##### Data for the task
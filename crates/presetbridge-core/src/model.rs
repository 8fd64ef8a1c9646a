//! Canonical instrument tree.
//!
//! Every importer writes this model and every exporter and materialization
//! pass reads it. It mirrors the DecentSampler preset layout:
//!
//! ```text
//! Instrument
//! ├── effects / ui   (opaque blocks, passed through untouched)
//! └── groups         (global properties)
//!     └── Group      (group properties)
//!         └── Region (one sample file + mapping)
//! ```
//!
//! Properties are a closed set of typed optional fields. `None` means *unset*:
//! nothing is defaulted until inheritance is resolved (see [`crate::inherit`]).

use std::fmt;

use crate::error::Result;

/// Tag prefix used for SFZ `group`/`off_by` voice groups.
pub const VOICE_GROUP_PREFIX: &str = "voice-group-";

/// A complete instrument.
#[derive(Debug, Clone, Default, PartialEq)]
pub struct Instrument {
    pub effects: Option<Element>,
    pub ui: Option<Element>,
    /// Properties on the `<groups>` container; the global defaults.
    pub global: Properties,
    pub groups: Vec<Group>,
}

impl Instrument {
    pub fn new() -> Self {
        Self::default()
    }

    pub fn num_regions(&self) -> usize {
        self.groups.iter().map(|g| g.regions.len()).sum()
    }

    /// Human-readable one-line summary.
    pub fn info(&self) -> String {
        format!(
            "{} groups, {} regions",
            self.groups.len(),
            self.num_regions()
        )
    }

    /// Visit global, then each group followed by its regions, stopping at the
    /// first error.
    pub fn try_for_each_node_mut<F>(&mut self, mut visit: F) -> Result<()>
    where
        F: FnMut(&mut Properties) -> Result<()>,
    {
        visit(&mut self.global)?;
        for group in &mut self.groups {
            visit(&mut group.props)?;
            for region in &mut group.regions {
                visit(&mut region.props)?;
            }
        }
        Ok(())
    }

    /// Build the element tree rendered by the XML exporter.
    pub fn to_element(&self) -> Element {
        let mut root = Element::new("DecentSampler");
        if let Some(effects) = &self.effects {
            root.children.push(effects.clone());
        }
        if let Some(ui) = &self.ui {
            root.children.push(ui.clone());
        }

        let mut groups = Element::new("groups").with_properties(&self.global);
        for group in &self.groups {
            let mut group_element = Element::new("group").with_properties(&group.props);
            for region in &group.regions {
                group_element
                    .children
                    .push(Element::new("sample").with_properties(&region.props));
            }
            groups.children.push(group_element);
        }
        root.children.push(groups);
        root
    }
}

#[derive(Debug, Clone, Default, PartialEq)]
pub struct Group {
    pub props: Properties,
    pub regions: Vec<Region>,
}

/// A single sample mapping (`<sample>` in the preset, `<region>` in SFZ).
#[derive(Debug, Clone, Default, PartialEq)]
pub struct Region {
    pub props: Properties,
}

/// The property vocabulary shared by all three levels.
#[derive(Debug, Clone, Default, PartialEq)]
pub struct Properties {
    pub name: Option<String>,
    pub path: Option<String>,

    pub root_note: Option<i32>,
    pub lo_note: Option<i32>,
    pub hi_note: Option<i32>,
    pub lo_vel: Option<i32>,
    pub hi_vel: Option<i32>,
    pub pitch_key_track: Option<f64>,
    /// Semitones; fractional part is cents / 100.
    pub tuning: Option<f64>,

    pub pan: Option<f64>,
    pub volume: Option<Volume>,
    pub amp_vel_track: Option<f64>,
    pub attack: Option<f64>,
    pub decay: Option<f64>,
    pub sustain: Option<f64>,
    pub release: Option<f64>,

    /// Inclusive sample frame indices.
    pub start: Option<i64>,
    pub end: Option<i64>,
    pub loop_enabled: Option<bool>,
    pub loop_start: Option<i64>,
    pub loop_end: Option<i64>,
    /// Crossfade length in sample frames.
    pub loop_crossfade: Option<i64>,
    /// Crossfade length in milliseconds, pending conversion to frames.
    pub loop_crossfade_ms: Option<f64>,
    pub loop_crossfade_mode: Option<CrossfadeShape>,

    pub seq_position: Option<i64>,
    pub seq_length: Option<i64>,
    pub seq_mode: Option<SeqMode>,

    pub tags: Option<String>,
    pub silenced_by_tags: Option<String>,
    pub silencing_mode: Option<String>,
    pub previous_note: Option<i32>,
    pub trigger: Option<String>,
}

impl Properties {
    /// Attributes in canonical preset order, rendered as strings.
    pub fn attributes(&self) -> Vec<(&'static str, String)> {
        let mut attrs = Vec::new();
        let mut push = |key: &'static str, value: Option<String>| {
            if let Some(value) = value {
                attrs.push((key, value));
            }
        };

        push("name", self.name.clone());
        push("path", self.path.clone());
        push("rootNote", self.root_note.map(|v| v.to_string()));
        push("loNote", self.lo_note.map(|v| v.to_string()));
        push("hiNote", self.hi_note.map(|v| v.to_string()));
        push("loVel", self.lo_vel.map(|v| v.to_string()));
        push("hiVel", self.hi_vel.map(|v| v.to_string()));
        push("pitchKeyTrack", self.pitch_key_track.map(format_number));
        push("tuning", self.tuning.map(format_number));
        push("pan", self.pan.map(format_number));
        push("volume", self.volume.map(|v| v.to_string()));
        push("ampVelTrack", self.amp_vel_track.map(format_number));
        push("attack", self.attack.map(format_number));
        push("decay", self.decay.map(format_number));
        push("sustain", self.sustain.map(format_number));
        push("release", self.release.map(format_number));
        push("start", self.start.map(|v| v.to_string()));
        push("end", self.end.map(|v| v.to_string()));
        push("loopEnabled", self.loop_enabled.map(|v| v.to_string()));
        push("loopStart", self.loop_start.map(|v| v.to_string()));
        push("loopEnd", self.loop_end.map(|v| v.to_string()));
        push("loopCrossfade", self.loop_crossfade.map(|v| v.to_string()));
        push("loopCrossfadeMilliseconds", self.loop_crossfade_ms.map(format_number));
        push("loopCrossfadeMode", self.loop_crossfade_mode.map(|v| v.to_string()));
        push("seqPosition", self.seq_position.map(|v| v.to_string()));
        push("seqLength", self.seq_length.map(|v| v.to_string()));
        push("seqMode", self.seq_mode.map(|v| v.to_string()));
        push("tags", self.tags.clone());
        push("silencedByTags", self.silenced_by_tags.clone());
        push("silencingMode", self.silencing_mode.clone());
        push("previousNote", self.previous_note.map(|v| v.to_string()));
        push("trigger", self.trigger.clone());
        attrs
    }
}

/// A volume as written by the source: decibels (`"-6dB"`) or linear gain.
#[derive(Debug, Clone, Copy, PartialEq)]
pub enum Volume {
    Decibels(f64),
    Linear(f64),
}

impl Volume {
    pub const MIN_DB: f64 = -100.0;
    pub const MAX_DB: f64 = 24.0;

    /// Accepts `"<n>dB"` (decibels) or a bare number (linear gain).
    pub fn parse(s: &str) -> Option<Volume> {
        let s = s.trim();
        match s.find("dB") {
            Some(pos) => s[..pos].trim().parse().ok().map(Volume::Decibels),
            None => s.parse().ok().map(Volume::Linear),
        }
    }

    /// Decibels clamped to `[-100, 24]`; a linear gain of zero or less is -100.
    pub fn to_decibels(self) -> f64 {
        let db = match self {
            Volume::Decibels(db) => db,
            Volume::Linear(gain) if gain > 0.0 => 20.0 * gain.log10(),
            Volume::Linear(_) => Self::MIN_DB,
        };
        db.clamp(Self::MIN_DB, Self::MAX_DB)
    }
}

impl fmt::Display for Volume {
    fn fmt(&self, f: &mut fmt::Formatter<'_>) -> fmt::Result {
        match self {
            Volume::Decibels(db) => write!(f, "{}dB", format_number(*db)),
            Volume::Linear(gain) => write!(f, "{}", format_number(*gain)),
        }
    }
}

/// Loop crossfade curve tag. Carried through conversion; baking always
/// blends equal-power.
#[derive(Debug, Clone, Copy, PartialEq, Eq, Default)]
pub enum CrossfadeShape {
    #[default]
    Linear,
    EqualPower,
}

impl fmt::Display for CrossfadeShape {
    fn fmt(&self, f: &mut fmt::Formatter<'_>) -> fmt::Result {
        f.write_str(match self {
            CrossfadeShape::Linear => "linear",
            CrossfadeShape::EqualPower => "equal_power",
        })
    }
}

#[derive(Debug, Clone, Copy, PartialEq, Eq)]
pub enum SeqMode {
    RoundRobin,
}

impl fmt::Display for SeqMode {
    fn fmt(&self, f: &mut fmt::Formatter<'_>) -> fmt::Result {
        match self {
            SeqMode::RoundRobin => f.write_str("round_robin"),
        }
    }
}

/// A generic named node with string attributes and ordered children.
///
/// Used for the opaque `<ui>`/`<effects>` blocks and as the render tree for XML
/// output.
#[derive(Debug, Clone, PartialEq)]
pub struct Element {
    pub name: String,
    pub attributes: Vec<(String, String)>,
    pub children: Vec<Element>,
}

impl Element {
    pub fn new(name: impl Into<String>) -> Self {
        Self {
            name: name.into(),
            attributes: Vec::new(),
            children: Vec::new(),
        }
    }

    pub fn attr(mut self, key: impl Into<String>, value: impl Into<String>) -> Self {
        self.attributes.push((key.into(), value.into()));
        self
    }

    pub fn child(mut self, child: Element) -> Self {
        self.children.push(child);
        self
    }

    pub fn get_attr(&self, key: &str) -> Option<&str> {
        self.attributes
            .iter()
            .find(|(k, _)| k == key)
            .map(|(_, v)| v.as_str())
    }

    fn with_properties(mut self, props: &Properties) -> Self {
        self.attributes.extend(
            props
                .attributes()
                .into_iter()
                .map(|(k, v)| (k.to_string(), v)),
        );
        self
    }
}

/// Render a number without a trailing `.0` for whole values.
pub fn format_number(value: f64) -> String {
    if value.is_finite() && value.fract() == 0.0 && value.abs() < 1e15 {
        format!("{}", value as i64)
    } else {
        format!("{}", value)
    }
}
##########
> **Assignment**: Copy every line from the entries that contains the word "enum".

> **Task result**:
pub enum Volume {
pub enum CrossfadeShape {
pub enum SeqMode {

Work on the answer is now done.